HAS Grad Student Yike Xu Publishes in Journal of Geophysical Research Atmospheres: New Insights and Better Detection of Boundary and Mixed Layers Using Lidar

June 11, 2024
View of the clouds from the Falcon aircraft carrying lidar instruments

View of the clouds from the Falcon aircraft carrying lidar instruments

Image: Armin Sorooshian

Congratulations and best wishes to HAS graduate student Yike Xu, first author, for her recently published article, Boundary Layer Structures Over the North Atlantic Derived from Airborne High Spectral Resolution Lidar and Dropsonde Measurements During the ACTIVATE Campaign, in the Journal of Geophysical Research Atmospheres. 

Xu's research has been supervised by co-authors Armin Sorooshian, HAS Joint Professor, and Xubin Zeng, HAS Professor. You can read the full article written by Mikayla Mace Kelley on the UA News website

Earth's atmosphere might be out of sight, out of mind, but it is actually a dynamic place with layers of distinct characteristics that are constantly vying for real estate in the sky. And while the atmosphere's layers can't be seen with the naked eye, scientists have the incentive to determine where they lie. 

For example, knowing the height of what's called the planetary boundary layer – the layer of the atmosphere that interacts directly with the planet's surface – compared to the mixing layer, which contains thoroughly mixed air that steadily cools with increased elevation, can help meteorologists predict air quality

The planetary boundary layer and mixed layer usually have nearly the same height. When they do, lidar laser technology can be used to effectively detect their height. Lidar uses pulsed lasers to measure light scattering and absorption by aerosol particles in the atmosphere. 

But sometimes, atmospheric conditions arise in which the mixed layer is significantly lower than the planetary boundary layer, a phenomenon called decoupling. Lidar has not been used to retrieve the height of both layers under these conditions. This is something scientists would like to be able to do because, for example, the more shallow the mixing layer is, the more concentrated pollution will be over a region.
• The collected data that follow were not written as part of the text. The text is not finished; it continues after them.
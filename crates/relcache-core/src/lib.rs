//! relcache - scoped key-value caching over relational databases.
//!
//! A cache entry is addressed by a `(key, scope)` pair. The relational
//! backends map each scope onto a table (or onto the leading primary-key
//! columns of one shared table) and each key onto a row, generating
//! dialect-correct SQL for SQLite, PostgreSQL and MySQL.
//!
//! # Example
//!
//! ```rust,no_run
//! use relcache::{Cache, CacheValue, Key, RelationalCache, TableConfig};
//!
//! fn main() -> relcache::Result<()> {
//!     let mut cache = RelationalCache::builder()
//!         .scope(
//!             TableConfig::builder("users")
//!                 .data_columns(["name", "age"])
//!                 .column_type("age", "int")
//!                 .build()?,
//!         )
//!         .open_sqlite("cache.db")?;
//!
//!     let scope = Key::from("users");
//!     let value = CacheValue::map([("name", "ada"), ("age", "36")]);
//!     cache.set(&Key::from("u1"), &value, Some(&scope))?;
//!     assert!(cache.exists(&Key::from("u1"), Some(&scope))?);
//!     Ok(())
//! }
//! ```

pub mod cache;
pub mod config;
pub mod error;
pub mod relational;
pub mod value;

pub use cache::{BackendRegistry, Cache, MemoryCache};
pub use config::{StoreConfigFile, StoreOptions};
pub use error::{CacheError, Result};
pub use relational::{
    ParamStyle, RelationalCache, RelationalEngine, RelationalStore, SingleTableCache,
    SingleTableConfig, TableConfig, TableSpec, ValueAdapter,
};
pub use value::{CacheValue, Key, Row, Value};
A team of University of Arizona-led researchers has devised a technique that combines new scientific insights with the revision of an existing computer algorithm to better detect different layers of the atmosphere using lidar, enabling scientists to explore the still mostly uncharted atmospheric world and enhancing the value of lidar measurements.

Falcon aircraft carrying lidar instrumentation NASA Langley Research Center

Falcon aircraft carrying lidar instrumentation, NASA Langley Research Center

Image Credit: Kevin Shelton/Nasa Langley Research Center

Lidar from aircraft or satellite can measure atmospheric inversion height under clear-sky conditions or cloud tops at the top of the planetary boundary layer, but that's where lidar capabilities have ended, until now.

The revised algorithm and new insights applied to lidar data uses holes in the clouds or clear areas between clouds reveal both the lower inversion layer height (indicated by cloud bottoms) and the higher inversion layer height (indicated by cloud tops). Importantly, the lower inversion layer also demarcates the upper limit of the mixing layer.

The team assessed the accuracy of its work against data collected by a weather balloon dropped from an aircraft. As the balloon fell, it captured information on temperature, humidity and winds. Although the study was conducted over the Atlantic Ocean, the method can be applied globally. 

The results were made possible by a  $30 million NASA award to a UArizona-led project in 2018. The project team led by Armin Sorooshian, HAS Joint Professor and Professor in the Department of Chemical and Environmental Engineering, collected data on aerosols, clouds and meteorology and synthesized their interactions over the northwestern Atlantic Ocean using lidar and other instruments flown on airplanes. The funding comes from NASA's Earth Venture Class program, which funds projects investigating important, but not-well-understood aspects of Earth system processes. 

Congratulations to Yike Xu, Armin Sorooshian, and Xubin Zeng for this new publication!